*WORK ITEM:* Set out the records again, keeping every word as it is.
━━ SUPPLIED MATERIAL ━━
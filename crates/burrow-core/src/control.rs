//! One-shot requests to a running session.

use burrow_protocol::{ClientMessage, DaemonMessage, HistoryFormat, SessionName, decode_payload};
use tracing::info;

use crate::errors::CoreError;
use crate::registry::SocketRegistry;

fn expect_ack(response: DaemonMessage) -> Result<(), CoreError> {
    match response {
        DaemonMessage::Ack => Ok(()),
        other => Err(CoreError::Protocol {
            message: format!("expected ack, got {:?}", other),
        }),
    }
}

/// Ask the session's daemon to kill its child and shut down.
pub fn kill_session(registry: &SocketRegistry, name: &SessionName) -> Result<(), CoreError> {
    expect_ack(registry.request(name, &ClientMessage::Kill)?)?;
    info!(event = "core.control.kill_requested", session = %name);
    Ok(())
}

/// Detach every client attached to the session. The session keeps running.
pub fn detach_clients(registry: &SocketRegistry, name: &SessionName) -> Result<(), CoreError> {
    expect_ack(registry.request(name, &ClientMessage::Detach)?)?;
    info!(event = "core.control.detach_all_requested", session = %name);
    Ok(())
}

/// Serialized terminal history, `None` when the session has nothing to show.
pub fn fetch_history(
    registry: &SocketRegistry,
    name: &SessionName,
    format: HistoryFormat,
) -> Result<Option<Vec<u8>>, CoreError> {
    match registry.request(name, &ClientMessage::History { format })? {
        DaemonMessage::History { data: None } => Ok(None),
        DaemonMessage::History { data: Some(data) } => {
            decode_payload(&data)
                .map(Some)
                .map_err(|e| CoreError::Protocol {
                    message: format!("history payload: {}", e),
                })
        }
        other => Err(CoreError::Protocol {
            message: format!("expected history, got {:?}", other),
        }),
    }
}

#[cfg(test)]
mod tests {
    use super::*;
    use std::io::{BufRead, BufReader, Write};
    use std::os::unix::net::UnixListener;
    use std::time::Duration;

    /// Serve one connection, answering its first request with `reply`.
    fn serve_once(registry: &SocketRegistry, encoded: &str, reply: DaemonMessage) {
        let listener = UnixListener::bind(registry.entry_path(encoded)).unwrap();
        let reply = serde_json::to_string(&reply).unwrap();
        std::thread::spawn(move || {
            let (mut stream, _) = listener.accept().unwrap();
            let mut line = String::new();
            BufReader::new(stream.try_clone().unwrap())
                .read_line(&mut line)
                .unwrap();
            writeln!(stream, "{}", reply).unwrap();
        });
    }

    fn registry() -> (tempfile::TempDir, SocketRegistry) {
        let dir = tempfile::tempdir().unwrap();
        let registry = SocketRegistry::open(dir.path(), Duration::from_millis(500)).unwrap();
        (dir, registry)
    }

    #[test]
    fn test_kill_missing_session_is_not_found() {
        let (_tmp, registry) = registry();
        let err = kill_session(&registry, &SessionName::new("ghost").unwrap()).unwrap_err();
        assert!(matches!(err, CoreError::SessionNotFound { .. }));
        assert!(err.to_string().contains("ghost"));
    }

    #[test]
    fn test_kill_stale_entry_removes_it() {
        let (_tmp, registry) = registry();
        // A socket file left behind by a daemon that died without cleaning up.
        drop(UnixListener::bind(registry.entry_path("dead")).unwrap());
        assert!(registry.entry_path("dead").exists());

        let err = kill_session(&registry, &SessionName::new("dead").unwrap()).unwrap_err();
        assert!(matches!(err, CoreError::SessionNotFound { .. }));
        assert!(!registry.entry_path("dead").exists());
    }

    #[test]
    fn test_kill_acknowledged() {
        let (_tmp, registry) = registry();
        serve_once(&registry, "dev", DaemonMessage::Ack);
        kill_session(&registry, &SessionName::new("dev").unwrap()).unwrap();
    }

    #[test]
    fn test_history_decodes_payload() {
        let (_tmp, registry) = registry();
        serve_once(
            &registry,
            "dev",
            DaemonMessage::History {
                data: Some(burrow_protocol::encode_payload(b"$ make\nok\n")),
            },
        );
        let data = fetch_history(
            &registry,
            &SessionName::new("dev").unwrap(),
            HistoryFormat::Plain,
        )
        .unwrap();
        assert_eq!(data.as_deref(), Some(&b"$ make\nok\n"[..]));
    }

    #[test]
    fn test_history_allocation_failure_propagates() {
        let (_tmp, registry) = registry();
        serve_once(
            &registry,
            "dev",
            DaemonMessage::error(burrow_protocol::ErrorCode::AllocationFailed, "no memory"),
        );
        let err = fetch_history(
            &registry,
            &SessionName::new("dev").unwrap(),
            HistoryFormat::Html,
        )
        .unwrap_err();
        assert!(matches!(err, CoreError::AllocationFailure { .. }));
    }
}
━━━
*SOLUTION FOR THIS PROBLEM:*
filename crates/burrow-core/src/control.rs
//! One-shot requests to a running session.

use burrow_protocol::{ClientMessage, DaemonMessage, HistoryFormat, SessionName, decode_payload};
use tracing::info;

use crate::errors::CoreError;
use crate::registry::SocketRegistry;

fn expect_ack(response: DaemonMessage) -> Result<(), CoreError> {
    match response {
        DaemonMessage::Ack => Ok(()),
        other => Err(CoreError::Protocol {
            message: format!("expected ack, got {:?}", other),
        }),
    }
}

/// Ask the session's daemon to kill its child and shut down.
pub fn kill_session(registry: &SocketRegistry, name: &SessionName) -> Result<(), CoreError> {
    expect_ack(registry.request(name, &ClientMessage::Kill)?)?;
    info!(event = "core.control.kill_requested", session = %name);
    Ok(())
}

/// Detach every client attached to the session. The session keeps running.
pub fn detach_clients(registry: &SocketRegistry, name: &SessionName) -> Result<(), CoreError> {
    expect_ack(registry.request(name, &ClientMessage::Detach)?)?;
    info!(event = "core.control.detach_all_requested", session = %name);
    Ok(())
}

/// Serialized terminal history, `None` when the session has nothing to show.
pub fn fetch_history(
    registry: &SocketRegistry,
    name: &SessionName,
    format: HistoryFormat,
) -> Result<Option<Vec<u8>>, CoreError> {
    match registry.request(name, &ClientMessage::History { format })? {
        DaemonMessage::History { data: None } => Ok(None),
        DaemonMessage::History { data: Some(data) } => {
            decode_payload(&data)
                .map(Some)
                .map_err(|e| CoreError::Protocol {
                    message: format!("history payload: {}", e),
                })
        }
        other => Err(CoreError::Protocol {
            message: format!("expected history, got {:?}", other),
        }),
    }
}

#[cfg(test)]
mod tests {
    use super::*;
    use std::io::{BufRead, BufReader, Write};
    use std::os::unix::net::UnixListener;
    use std::time::Duration;

    /// Serve one connection, answering its first request with `reply`.
    fn serve_once(registry: &SocketRegistry, encoded: &str, reply: DaemonMessage) {
        let listener = UnixListener::bind(registry.entry_path(encoded)).unwrap();
        let reply = serde_json::to_string(&reply).unwrap();
        std::thread::spawn(move || {
            let (mut stream, _) = listener.accept().unwrap();
            let mut line = String::new();
            BufReader::new(stream.try_clone().unwrap())
                .read_line(&mut line)
                .unwrap();
            writeln!(stream, "{}", reply).unwrap();
        });
    }

    fn registry() -> (tempfile::TempDir, SocketRegistry) {
        let dir = tempfile::tempdir().unwrap();
        let registry = SocketRegistry::open(dir.path(), Duration::from_millis(500)).unwrap();
        (dir, registry)
    }

    #[test]
    fn test_kill_missing_session_is_not_found() {
        let (_tmp, registry) = registry();
        let err = kill_session(&registry, &SessionName::new("ghost").unwrap()).unwrap_err();
        assert!(matches!(err, CoreError::SessionNotFound { .. }));
        assert!(err.to_string().contains("ghost"));
    }

    #[test]
    fn test_kill_stale_entry_removes_it() {
        let (_tmp, registry) = registry();
        // A socket file left behind by a daemon that died without cleaning up.
        drop(UnixListener::bind(registry.entry_path("dead")).unwrap());
        assert!(registry.entry_path("dead").exists());

        let err = kill_session(&registry, &SessionName::new("dead").unwrap()).unwrap_err();
        assert!(matches!(err, CoreError::SessionNotFound { .. }));
        assert!(!registry.entry_path("dead").exists());
    }

    #[test]
    fn test_kill_acknowledged() {
        let (_tmp, registry) = registry();
        serve_once(&registry, "dev", DaemonMessage::Ack);
        kill_session(&registry, &SessionName::new("dev").unwrap()).unwrap();
    }

    #[test]
    fn test_history_decodes_payload() {
        let (_tmp, registry) = registry();
        serve_once(
            &registry,
            "dev",
            DaemonMessage::History {
                data: Some(burrow_protocol::encode_payload(b"$ make\nok\n")),
            },
        );
        let data = fetch_history(
            &registry,
            &SessionName::new("dev").unwrap(),
            HistoryFormat::Plain,
        )
        .unwrap();
        assert_eq!(data.as_deref(), Some(&b"$ make\nok\n"[..]));
    }

    #[test]
    fn test_history_allocation_failure_propagates() {
        let (_tmp, registry) = registry();
        serve_once(
            &registry,
            "dev",
            DaemonMessage::error(burrow_protocol::ErrorCode::AllocationFailed, "no memory"),
        );
        let err = fetch_history(
            &registry,
            &SessionName::new("dev").unwrap(),
            HistoryFormat::Html,
        )
        .unwrap_err();
        assert!(matches!(err, CoreError::AllocationFailure { .. }));
    }
}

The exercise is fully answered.